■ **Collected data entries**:
+ + +

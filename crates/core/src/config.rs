//! Core runtime configuration.
//!
//! Configuration is resolved once at process startup and then passed into core
//! services as `Arc<CoreConfig>`. Request handling never reads process-wide
//! environment variables, which keeps behaviour consistent across
//! multi-threaded runtimes and test harnesses.
//!
//! The `..._from_env_value` helpers take the raw `Option<String>` a binary
//! read from the environment, so parsing and fail-fast rules are testable
//! without mutating the process environment. Note the deliberate asymmetry:
//! TTL and timeout fall back to defaults when unset, but the signing secret
//! does **not** — a missing or blank secret refuses to start the process.

use crate::constants::{DEFAULT_PREDICT_TIMEOUT_SECS, DEFAULT_TOKEN_TTL_SECS};
use crate::{CoreError, CoreResult};
use std::fmt;
use std::path::{Path, PathBuf};
use std::time::Duration;

/// The process-wide symmetric secret used to sign and verify tokens.
///
/// Read-only after startup. `Debug` is redacted so the secret cannot leak
/// through logs or error chains.
#[derive(Clone)]
pub struct SigningSecret(String);

impl SigningSecret {
    /// Creates a signing secret, rejecting blank input.
    pub fn new(input: impl Into<String>) -> CoreResult<Self> {
        let secret = input.into();
        if secret.trim().is_empty() {
            return Err(CoreError::InvalidInput(
                "signing secret cannot be empty".into(),
            ));
        }
        Ok(Self(secret))
    }

    pub fn as_bytes(&self) -> &[u8] {
        self.0.as_bytes()
    }
}

impl fmt::Debug for SigningSecret {
    fn fmt(&self, f: &mut fmt::Formatter<'_>) -> fmt::Result {
        f.write_str("SigningSecret(<redacted>)")
    }
}

/// Core configuration resolved at startup.
#[derive(Clone, Debug)]
pub struct CoreConfig {
    data_dir: PathBuf,
    signing_secret: SigningSecret,
    token_ttl_secs: i64,
    predict_bin: PathBuf,
    predict_args: Vec<String>,
    predict_timeout: Duration,
}

impl CoreConfig {
    /// Creates a new `CoreConfig`.
    ///
    /// # Errors
    ///
    /// Returns `CoreError::InvalidInput` if the token TTL is not positive,
    /// the prediction timeout is zero, or the prediction engine path is empty.
    pub fn new(
        data_dir: PathBuf,
        signing_secret: SigningSecret,
        token_ttl_secs: i64,
        predict_bin: PathBuf,
        predict_args: Vec<String>,
        predict_timeout: Duration,
    ) -> CoreResult<Self> {
        if token_ttl_secs <= 0 {
            return Err(CoreError::InvalidInput(
                "token TTL must be a positive number of seconds".into(),
            ));
        }
        if predict_timeout.is_zero() {
            return Err(CoreError::InvalidInput(
                "prediction timeout must be non-zero".into(),
            ));
        }
        if predict_bin.as_os_str().is_empty() {
            return Err(CoreError::InvalidInput(
                "prediction engine path cannot be empty".into(),
            ));
        }

        Ok(Self {
            data_dir,
            signing_secret,
            token_ttl_secs,
            predict_bin,
            predict_args,
            predict_timeout,
        })
    }

    pub fn data_dir(&self) -> &Path {
        &self.data_dir
    }

    pub fn signing_secret(&self) -> &SigningSecret {
        &self.signing_secret
    }

    pub fn token_ttl_secs(&self) -> i64 {
        self.token_ttl_secs
    }

    pub fn predict_bin(&self) -> &Path {
        &self.predict_bin
    }

    pub fn predict_args(&self) -> &[String] {
        &self.predict_args
    }

    pub fn predict_timeout(&self) -> Duration {
        self.predict_timeout
    }
}

/// Parse the signing secret from an optional environment value.
///
/// Absence is fatal by design: running with a well-known default secret would
/// make every issued token forgeable, so the process must refuse to start
/// instead.
pub fn signing_secret_from_env_value(value: Option<String>) -> CoreResult<SigningSecret> {
    match value {
        Some(raw) => SigningSecret::new(raw),
        None => Err(CoreError::InvalidInput(
            "signing secret is not set; refusing to start without one".into(),
        )),
    }
}

/// Parse the token TTL (seconds) from an optional environment value.
///
/// `None` or blank yields the default TTL.
pub fn token_ttl_from_env_value(value: Option<String>) -> CoreResult<i64> {
    let value = value.map(|v| v.trim().to_string()).filter(|v| !v.is_empty());
    match value {
        None => Ok(DEFAULT_TOKEN_TTL_SECS),
        Some(raw) => {
            let secs: i64 = raw
                .parse()
                .map_err(|_| CoreError::InvalidInput(format!("invalid token TTL: '{raw}'")))?;
            if secs <= 0 {
                return Err(CoreError::InvalidInput(
                    "token TTL must be a positive number of seconds".into(),
                ));
            }
            Ok(secs)
        }
    }
}

/// Parse the prediction timeout from an optional environment value.
///
/// `None` or blank yields the default timeout.
pub fn predict_timeout_from_env_value(value: Option<String>) -> CoreResult<Duration> {
    let value = value.map(|v| v.trim().to_string()).filter(|v| !v.is_empty());
    match value {
        None => Ok(Duration::from_secs(DEFAULT_PREDICT_TIMEOUT_SECS)),
        Some(raw) => {
            let secs: u64 = raw.parse().map_err(|_| {
                CoreError::InvalidInput(format!("invalid prediction timeout: '{raw}'"))
            })?;
            if secs == 0 {
                return Err(CoreError::InvalidInput(
                    "prediction timeout must be non-zero".into(),
                ));
            }
            Ok(Duration::from_secs(secs))
        }
    }
}

/// Parse the extra leading engine arguments from an optional environment
/// value (whitespace-separated, e.g. a script path when the engine binary is
/// an interpreter).
pub fn predict_args_from_env_value(value: Option<String>) -> Vec<String> {
    value
        .map(|raw| raw.split_whitespace().map(str::to_string).collect())
        .unwrap_or_default()
}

+ + +

■ **Exercise objective**: Each entry above is to be transcribed without alteration.

■ **Response area**:
filename crates/core/src/config.rs
//! Core runtime configuration.
//!
//! Configuration is resolved once at process startup and then passed into core
//! services as `Arc<CoreConfig>`. Request handling never reads process-wide
//! environment variables, which keeps behaviour consistent across
//! multi-threaded runtimes and test harnesses.
//!
//! The `..._from_env_value` helpers take the raw `Option<String>` a binary
//! read from the environment, so parsing and fail-fast rules are testable
//! without mutating the process environment. Note the deliberate asymmetry:
//! TTL and timeout fall back to defaults when unset, but the signing secret
//! does **not** — a missing or blank secret refuses to start the process.

use crate::constants::{DEFAULT_PREDICT_TIMEOUT_SECS, DEFAULT_TOKEN_TTL_SECS};
use crate::{CoreError, CoreResult};
use std::fmt;
use std::path::{Path, PathBuf};
use std::time::Duration;

/// The process-wide symmetric secret used to sign and verify tokens.
///
/// Read-only after startup. `Debug` is redacted so the secret cannot leak
/// through logs or error chains.
#[derive(Clone)]
pub struct SigningSecret(String);

impl SigningSecret {
    /// Creates a signing secret, rejecting blank input.
    pub fn new(input: impl Into<String>) -> CoreResult<Self> {
        let secret = input.into();
        if secret.trim().is_empty() {
            return Err(CoreError::InvalidInput(
                "signing secret cannot be empty".into(),
            ));
        }
        Ok(Self(secret))
    }

    pub fn as_bytes(&self) -> &[u8] {
        self.0.as_bytes()
    }
}

impl fmt::Debug for SigningSecret {
    fn fmt(&self, f: &mut fmt::Formatter<'_>) -> fmt::Result {
        f.write_str("SigningSecret(<redacted>)")
    }
}

/// Core configuration resolved at startup.
#[derive(Clone, Debug)]
pub struct CoreConfig {
    data_dir: PathBuf,
    signing_secret: SigningSecret,
    token_ttl_secs: i64,
    predict_bin: PathBuf,
    predict_args: Vec<String>,
    predict_timeout: Duration,
}

impl CoreConfig {
    /// Creates a new `CoreConfig`.
    ///
    /// # Errors
    ///
    /// Returns `CoreError::InvalidInput` if the token TTL is not positive,
    /// the prediction timeout is zero, or the prediction engine path is empty.
    pub fn new(
        data_dir: PathBuf,
        signing_secret: SigningSecret,
        token_ttl_secs: i64,
        predict_bin: PathBuf,
        predict_args: Vec<String>,
        predict_timeout: Duration,
    ) -> CoreResult<Self> {
        if token_ttl_secs <= 0 {
            return Err(CoreError::InvalidInput(
                "token TTL must be a positive number of seconds".into(),
            ));
        }
        if predict_timeout.is_zero() {
            return Err(CoreError::InvalidInput(
                "prediction timeout must be non-zero".into(),
            ));
        }
        if predict_bin.as_os_str().is_empty() {
            return Err(CoreError::InvalidInput(
                "prediction engine path cannot be empty".into(),
            ));
        }

        Ok(Self {
            data_dir,
            signing_secret,
            token_ttl_secs,
            predict_bin,
            predict_args,
            predict_timeout,
        })
    }

    pub fn data_dir(&self) -> &Path {
        &self.data_dir
    }

    pub fn signing_secret(&self) -> &SigningSecret {
        &self.signing_secret
    }

    pub fn token_ttl_secs(&self) -> i64 {
        self.token_ttl_secs
    }

    pub fn predict_bin(&self) -> &Path {
        &self.predict_bin
    }

    pub fn predict_args(&self) -> &[String] {
        &self.predict_args
    }

    pub fn predict_timeout(&self) -> Duration {
        self.predict_timeout
    }
}

/// Parse the signing secret from an optional environment value.
///
/// Absence is fatal by design: running with a well-known default secret would
/// make every issued token forgeable, so the process must refuse to start
/// instead.
pub fn signing_secret_from_env_value(value: Option<String>) -> CoreResult<SigningSecret> {
    match value {
        Some(raw) => SigningSecret::new(raw),
        None => Err(CoreError::InvalidInput(
            "signing secret is not set; refusing to start without one".into(),
        )),
    }
}

/// Parse the token TTL (seconds) from an optional environment value.
///
/// `None` or blank yields the default TTL.
pub fn token_ttl_from_env_value(value: Option<String>) -> CoreResult<i64> {
    let value = value.map(|v| v.trim().to_string()).filter(|v| !v.is_empty());
    match value {
        None => Ok(DEFAULT_TOKEN_TTL_SECS),
        Some(raw) => {
            let secs: i64 = raw
                .parse()
                .map_err(|_| CoreError::InvalidInput(format!("invalid token TTL: '{raw}'")))?;
            if secs <= 0 {
                return Err(CoreError::InvalidInput(
                    "token TTL must be a positive number of seconds".into(),
                ));
            }
            Ok(secs)
        }
    }
}

/// Parse the prediction timeout from an optional environment value.
///
/// `None` or blank yields the default timeout.
pub fn predict_timeout_from_env_value(value: Option<String>) -> CoreResult<Duration> {
    let value = value.map(|v| v.trim().to_string()).filter(|v| !v.is_empty());
    match value {
        None => Ok(Duration::from_secs(DEFAULT_PREDICT_TIMEOUT_SECS)),
        Some(raw) => {
            let secs: u64 = raw.parse().map_err(|_| {
                CoreError::InvalidInput(format!("invalid prediction timeout: '{raw}'"))
            })?;
            if secs == 0 {
                return Err(CoreError::InvalidInput(
                    "prediction timeout must be non-zero".into(),
                ));
            }
            Ok(Duration::from_secs(secs))
        }
    }
}

/// Parse the extra leading engine arguments from an optional environment
/// value (whitespace-separated, e.g. a script path when the engine binary is
/// an interpreter).
pub fn predict_args_from_env_value(value: Option<String>) -> Vec<String> {
    value
        .map(|raw| raw.split_whitespace().map(str::to_string).collect())
        .unwrap_or_default()
}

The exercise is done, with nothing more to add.